Usage: turn let parseFoo = ... into let parseFoo = ... <!> "foo". Then you'll get a stream of debugging output in your console that looks something like this:

(Ln: 2, Col: 20): Entering expression
(Ln: 3, Col: 1): Entering call
(Ln: 3, Col: 5): Entering parameters
(Ln: 3, Col: 5): Entering bwParens
(Ln: 3, Col: 5): Leaving bwParens (Error)
(Ln: 3, Col: 5): Entering number
(Ln: 3, Col: 6): Leaving number (Ok)
(Ln: 3, Col: 7): Entering bwParens
(Ln: 3, Col: 7): Leaving bwParens (Error)

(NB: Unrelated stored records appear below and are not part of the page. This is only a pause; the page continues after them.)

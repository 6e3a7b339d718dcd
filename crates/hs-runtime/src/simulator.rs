#![forbid(unsafe_code)]

//! Deterministic program simulator for testing.
//!
//! `ProgramSimulator` runs a [`Model`] without a real terminal, enabling
//! event injection and frame capture in plain unit tests.
//!
//! ```ignore
//! use hs_runtime::simulator::ProgramSimulator;
//!
//! let mut sim = ProgramSimulator::new(Counter { value: 0 });
//! sim.init();
//! sim.send(Msg::Increment);
//! assert_eq!(sim.model().value, 1);
//!
//! let frame = sim.capture_frame(80, 24);
//! assert_eq!(frame.row_text(0), "1");
//! ```

use hs_core::event::Event;
use hs_render::frame::Frame;

use crate::program::{Cmd, Model};

/// Record of a command that was executed during simulation.
#[derive(Debug, Clone, PartialEq, Eq)]
pub enum CmdRecord {
    /// No-op command.
    None,
    /// Quit command.
    Quit,
    /// Message sent to model.
    Msg,
}

/// Deterministic simulator for [`Model`] testing.
pub struct ProgramSimulator<M: Model> {
    model: M,
    frames: Vec<Frame>,
    command_log: Vec<CmdRecord>,
    running: bool,
}

impl<M: Model> ProgramSimulator<M> {
    /// Create a new simulator with the given model.
    ///
    /// The model is not initialized until [`init`](Self::init) is called.
    pub fn new(model: M) -> Self {
        Self {
            model,
            frames: Vec::new(),
            command_log: Vec::new(),
            running: true,
        }
    }

    /// Call `Model::init()` and execute the returned commands.
    pub fn init(&mut self) {
        let cmd = self.model.init();
        self.execute_cmd(cmd);
    }

    /// Inject terminal events into the model.
    ///
    /// Each event is converted to a message via `From<Event>` and dispatched
    /// through `Model::update()`. Stops early once the model quits.
    pub fn inject_events(&mut self, events: &[Event]) {
        for event in events {
            if !self.running {
                break;
            }
            let msg = M::Message::from(event.clone());
            let cmd = self.model.update(msg);
            self.execute_cmd(cmd);
        }
    }

    /// Inject a single terminal event into the model.
    pub fn inject_event(&mut self, event: Event) {
        self.inject_events(&[event]);
    }

    /// Send a specific message to the model.
    pub fn send(&mut self, msg: M::Message) {
        if !self.running {
            return;
        }
        let cmd = self.model.update(msg);
        self.execute_cmd(cmd);
    }

    /// Render the model at the given size and keep the frame.
    pub fn capture_frame(&mut self, width: u16, height: u16) -> &Frame {
        let mut frame = Frame::new(width, height);
        self.model.view(&mut frame);
        self.frames.push(frame);
        &self.frames[self.frames.len() - 1]
    }

    /// All captured frames.
    pub fn frames(&self) -> &[Frame] {
        &self.frames
    }

    /// The most recently captured frame, if any.
    pub fn last_frame(&self) -> Option<&Frame> {
        self.frames.last()
    }

    /// Get a reference to the model.
    pub fn model(&self) -> &M {
        &self.model
    }

    /// Get a mutable reference to the model.
    pub fn model_mut(&mut self) -> &mut M {
        &mut self.model
    }

    /// `false` after a `Cmd::Quit` has been executed.
    pub fn is_running(&self) -> bool {
        self.running
    }

    /// The command execution log.
    pub fn command_log(&self) -> &[CmdRecord] {
        &self.command_log
    }

    fn execute_cmd(&mut self, cmd: Cmd<M::Message>) {
        match cmd {
            Cmd::None => self.command_log.push(CmdRecord::None),
            Cmd::Quit => {
                self.running = false;
                self.command_log.push(CmdRecord::Quit);
            }
            Cmd::Msg(m) => {
                self.command_log.push(CmdRecord::Msg);
                let cmd = self.model.update(m);
                self.execute_cmd(cmd);
            }
        }
    }
}
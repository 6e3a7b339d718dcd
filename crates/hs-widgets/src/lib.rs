#![forbid(unsafe_code)]

//! Widgets for Hacker Stories: a focusable text input, a list with a
//! per-row action button, and the focus controller that ties input focus
//! to the view lifecycle.

pub mod focus;
pub mod input;
pub mod list;

pub use focus::{FocusController, Focusable};
pub use input::TextInput;
pub use list::{List, ListHit, ListItem, ListState};

use hs_core::geometry::Rect;
use hs_render::frame::Frame;

/// A `Widget` is a renderable component.
///
/// Widgets render themselves into a `Frame` within a given `Rect`.
pub trait Widget {
    /// Render the widget into the frame at the given area.
    fn render(&self, area: Rect, frame: &mut Frame);
}

/// A `StatefulWidget` is a widget that renders based on mutable state.
pub trait StatefulWidget {
    type State;

    /// Render the widget into the frame with mutable state.
    fn render(&self, area: Rect, frame: &mut Frame, state: &mut Self::State);
}

/// A horizontal rule across `area`'s first row.
#[derive(Debug, Clone, Copy, Default)]
pub struct Rule;

impl Widget for Rule {
    fn render(&self, area: Rect, frame: &mut Frame) {
        if !area.is_empty() {
            frame.fill(area.x, area.y, area.width, '─');
        }
    }
}

#[cfg(test)]
mod tests {
    use super::*;

    #[test]
    fn rule_spans_area_width() {
        let mut frame = Frame::new(6, 2);
        Rule.render(Rect::new(1, 1, 4, 1), &mut frame);
        assert_eq!(frame.row_text(0), "");
        assert_eq!(frame.row_text(1), " ────");
    }
}
#![forbid(unsafe_code)]

//! Hacker Stories runtime.
//!
//! # Key Components
//!
//! - [`ValueStore`] - best-effort key/value store over a [`StorageBackend`]
//! - [`PersistedState`] - state cell seeded from and written through to the store
//! - [`Program`] - Elm-style runtime for terminal applications
//! - [`Model`] - Trait for application state and behavior
//! - [`Cmd`] - Commands for side effects
//! - [`ProgramSimulator`] - headless driver for tests

pub mod persisted_state;
pub mod program;
pub mod simulator;
pub mod state_persistence;

pub use persisted_state::{PersistValue, PersistedState};
pub use program::{Cmd, Model, Program, ProgramConfig};
pub use simulator::ProgramSimulator;
#[cfg(feature = "state-persistence")]
pub use state_persistence::FileStorage;
pub use state_persistence::{
    MemoryStorage, StorageBackend, StorageError, StorageResult, StoreStats, ValueStore,
};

(Ln: 3, Col: 7): Entering number
(Ln: 3, Col: 8): Leaving number (Ok)
(Ln: 3, Col: 8): Leaving parameters (Ok)
(Ln: 3, Col: 8): Leaving call (Ok)
(Ln: 3, Col: 8): Leaving expression (Ok)

That helps greatly when you're trying to figure out why your parser isn't doing what you expect.